START Extracted records

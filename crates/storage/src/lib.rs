//! Storage engine for TinyOlly telemetry.
//!
//! This crate persists spans, logs and metric samples in a remote key-value
//! store, maintains the secondary indexes that make them queryable, enforces
//! per-kind retention windows and capacity ceilings, and fronts the query
//! paths with a single-flight read-through cache. The ingestion and query
//! services both go through [`TelemetryStore`].
//!
//! # Architecture
//!
//! ```text
//! ┌─────────────────────────────────────────────────────────────┐
//! │              Ingestion service  │  Query service            │
//! ├─────────────────────────────────────────────────────────────┤
//! │                     TelemetryStore                          │
//! │   ingest · get_trace · query_* · list_traces · service map  │
//! ├──────────────┬──────────────┬──────────────┬────────────────┤
//! │  QueryCache  │ IndexManager │  Retention   │     Codec      │
//! ├──────────────┴──────────────┴──────────────┴────────────────┤
//! │          StoreClient (timeouts, retries, in-flight cap)     │
//! ├──────────────┬──────────────────────────────────────────────┤
//! │ MemoryBackend│ RedisBackend (tinyolly-common-storage-redis)  │
//! └──────────────┴──────────────────────────────────────────────┘
//! ```
//!
//! # Quick Start
//!
//! ```
//! use std::time::Duration;
//! use tinyolly_common_storage::{
//!     MemoryBackend, StorageConfig, TelemetryStore, Timestamp, model::Span,
//! };
//!
//! #[tokio::main]
//! async fn main() -> Result<(), Box<dyn std::error::Error>> {
//!     let store = TelemetryStore::new(MemoryBackend::new(), StorageConfig::default())?;
//!
//!     let span = Span {
//!         trace_id: "4bf92f3577b34da6".into(),
//!         span_id: "00f067aa0ba902b7".into(),
//!         parent_span_id: None,
//!         service_name: "frontend".into(),
//!         operation_name: "GET /cart".into(),
//!         start_time: Timestamp::now().saturating_sub(Duration::from_secs(2)),
//!         duration_nanos: 1_500_000,
//!         status: Default::default(),
//!         status_message: None,
//!         kind: Default::default(),
//!         attributes: Default::default(),
//!         events: Vec::new(),
//!     };
//!     store.ingest(span.into()).await?;
//!
//!     let trace = store.get_trace("4bf92f3577b34da6").await?.expect("trace stored");
//!     assert_eq!(trace.root().service_name, "frontend");
//!     Ok(())
//! }
//! ```
//!
//! # Implementing a Backend
//!
//! 1. Implement the [`StoreBackend`] trait
//! 2. Map backend-specific errors to [`StorageError`], marking transient ones as
//!    [`StorageError::Connection`] or [`StorageError::Timeout`] so the client retries them
//! 3. Run the [`conformance`] suite against it
//!
//! See the [`memory`] module source for a reference implementation.
//!
//! # Error Handling
//!
//! Backend and client operations return [`StorageResult<T>`]. The facade
//! returns [`TelemetryResult<T>`], whose [`TelemetryError`] separates caller
//! mistakes (`InvalidRecord`, `InvalidQuery`) from store outages
//! (`StoreUnavailable`) and partially indexed writes (`IndexInconsistent`).
//!
//! # Feature Flags
//!
//! - **`testutil`**: Enables the `testutil` and `conformance` modules (record builders,
//!   fault-injecting backend, assertion macros, backend contract checks).
//! - **`failpoints`**: Compiles the `fail_point!` injection sites.

#![deny(unsafe_code)]

pub mod backend;
pub mod cache;
pub mod client;
pub mod codec;
pub mod config;
#[cfg(any(test, feature = "testutil"))]
#[allow(clippy::expect_used)]
pub mod conformance;
pub mod error;
pub mod health;
pub mod index;
pub mod keys;
pub mod memory;
pub mod metrics;
pub mod model;
pub mod retention;
pub mod retry;
pub mod size_limits;
pub mod store;
#[cfg(any(test, feature = "testutil"))]
#[allow(clippy::expect_used)]
pub mod testutil;

// Re-export primary types at crate root for convenience
pub use backend::{KeyValue, ScanPage, StoreBackend};
pub use cache::{CacheConfig, Fingerprint, QueryCache};
pub use client::StoreClient;
pub use codec::{Codec, CodecError};
pub use config::{
    ClientConfig, CodecConfig, IndexConfig, IngestConfig, QueryConfig, RetentionConfig,
    RetryConfig, StorageConfig,
};
pub use error::{
    BoxError, ConfigError, StorageError, StorageResult, TelemetryError, TelemetryResult,
};
pub use health::{HealthMetadata, HealthProbe, HealthStatus};
pub use index::{Dimension, IndexManager};
pub use memory::MemoryBackend;
pub use metrics::{LatencyPercentiles, Metrics, MetricsSnapshot};
pub use model::{RecordKind, TelemetryRecord, TimeRange, Timestamp};
pub use retention::{EvictionReport, RetentionManager, SweepReport};
pub use size_limits::{SizeLimits, validate_sizes};
pub use store::{
    IngestReport, LogQuery, MaintenanceHandle, MetricQuery, Page, ReconcileReport, SpanQuery,
    StoreStats, TelemetryStore, TraceQuery,
};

END Extracted records

### Description of the task:
The first line of the entries above and every line after it, up to and including the line with "them queryable, enforces", should be set down exactly.

### Output for this task:
filename crates/storage/src/lib.rs
//! Storage engine for TinyOlly telemetry.
//!
//! This crate persists spans, logs and metric samples in a remote key-value
//! store, maintains the secondary indexes that make them queryable, enforces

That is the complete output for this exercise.